Bottle Rockets – Songs Of Sahm
Alt-country mid-’90s Midwest punkers delivering a full album’s worth of songs from a cosmic, psychedelic Texan who’d spent time in San Francisco? As if Brian Henneman and Sir Doug had missed that one big chance to sit down for a heaping plate of vegetarian chow and Red Zinger tea together? Right. And yet…
“The Bottle Rockets are back, and we want to thank Doug Sahm for all the beautiful vibrations. We miss you.”
That’s how “Mendocino” begins here, with that slight turn on the original greeting to “all our beautiful friends around the country.” And that’s certainly the vibe maintained throughout this sweet, heartfelt and suitably raw, rockin’ salute to the music of Sir Doug, from a band that may have seemed an unlikely source — until they got us all to think about it with this release.
The “cosmic” numbers are approached without the slightest irony. This is a Bottle Rockets record that includes a ’60s-pop-smiley “Sunday Sunny Mill Valley Groove Day”. And very nicely, too! The whole CD is wrapped in an Avalon Ballroom-style foldout psychedelic poster with the Golden Gate ensconced amidst armadillo cowgirl goddesses, and Sir Doug’s head in the quiet eye of a swirling Texas tornado. (The package is a sweet job in itself.)
It is easy, come to think of it, to imagine Henneman and Sahm discussing the rest of Doug’s obsessions over a beer — wrasslin’, baseball, R&B, and the deep heart of country music. Both the B’rox and the Quintet have offered tight, rockin’ songs that often focus on specifics of the actual lives of regular people; both honed their gritty sounds in a thousand ragged genre-busting barrooms. They could both do an evening of hard country covers as well as their slightly impaired memories would carry them.

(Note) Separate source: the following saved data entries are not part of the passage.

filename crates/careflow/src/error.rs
use crate::config::ConfigError;
use crate::telemetry::TelemetryError;
use crate::workflows::WorkflowError;
use axum::http::StatusCode;
use axum::response::{IntoResponse, Response};
use axum::Json;
use serde_json::json;
use std::fmt;

#[derive(Debug)]
pub enum AppError {
    Config(ConfigError),
    Telemetry(TelemetryError),
    Io(std::io::Error),
    Server(axum::Error),
    Workflow(WorkflowError),
}

impl fmt::Display for AppError {
    fn fmt(&self, f: &mut fmt::Formatter<'_>) -> fmt::Result {
        match self {
            AppError::Config(err) => write!(f, "configuration error: {}", err),
            AppError::Telemetry(err) => write!(f, "telemetry error: {}", err),
            AppError::Io(err) => write!(f, "io error: {}", err),
            AppError::Server(err) => write!(f, "server error: {}", err),
            AppError::Workflow(err) => write!(f, "workflow error: {}", err),
        }
    }
}

impl std::error::Error for AppError {
    fn source(&self) -> Option<&(dyn std::error::Error + 'static)> {
        match self {
            AppError::Config(err) => Some(err),
            AppError::Telemetry(err) => Some(err),
            AppError::Io(err) => Some(err),
            AppError::Server(err) => Some(err),
            AppError::Workflow(err) => Some(err),
        }
    }
}

impl IntoResponse for AppError {
    fn into_response(self) -> Response {
        match self {
            AppError::Workflow(err) => err.into_response(),
            other => {
                let body = Json(json!({ "error": other.to_string() }));
                (StatusCode::INTERNAL_SERVER_ERROR, body).into_response()
            }
        }
    }
}

impl From<ConfigError> for AppError {
    fn from(value: ConfigError) -> Self {
        Self::Config(value)
    }
}

impl From<TelemetryError> for AppError {
    fn from(value: TelemetryError) -> Self {
        Self::Telemetry(value)
    }
}

impl From<std::io::Error> for AppError {
    fn from(value: std::io::Error) -> Self {
        Self::Io(value)
    }
}

impl From<axum::Error> for AppError {
    fn from(value: axum::Error) -> Self {
        Self::Server(value)
    }
}

impl From<WorkflowError> for AppError {
    fn from(value: WorkflowError) -> Self {
        Self::Workflow(value)
    }
}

So the Bottle Rockets deliver a fine, hard “She’s About A Mover” (which so many aspiring bands simply can’t), an oozing “Mendocino”, and a restrained but touching “At The Crossroads” that’s definitely better than Mott The Hoople’s. The country shuffle (“Be Real”) shuffles, the Tex-Mex border song (“Nitty Gritty”) stretches across the border with hot sauce, and the sledgehammer blues (“You Can’t Hide A Redneck Under That Hippy Hair”) hammers real sledge. Guitars and some secondary rhythm organ from bassist Robert Kearns may not quite take Augie’s place, but what could? The obligatory post-Zombies guitar freakouts (“Song Of Everything”) prove the Bottle Rockets and Sir Douglas Quintet (or later Doug enterprises) are from the same interplanetary league. Production values throughout, courtesy of so-right-for-the-project Lou Whitney, are spot-on simple.
This disc offers no dramatic twists on Sahm music, and wasn’t “necessary,” but it’s altogether pleasurable, downright rough lovable. It may introduce some new fans to the Doug Sahm legacy. And it may even help, in its good-natured way, to shatter some myths — such as the continuing, largely sentimental delusion that the gap between “hippie” and “alternative” music is huge, insurmountable and ought to stay that way.
Sahm was always too tough and too smart to buy into that. And so are the Bottle Rockets. You just can’t live in Festus if you don’t have a lotta soul.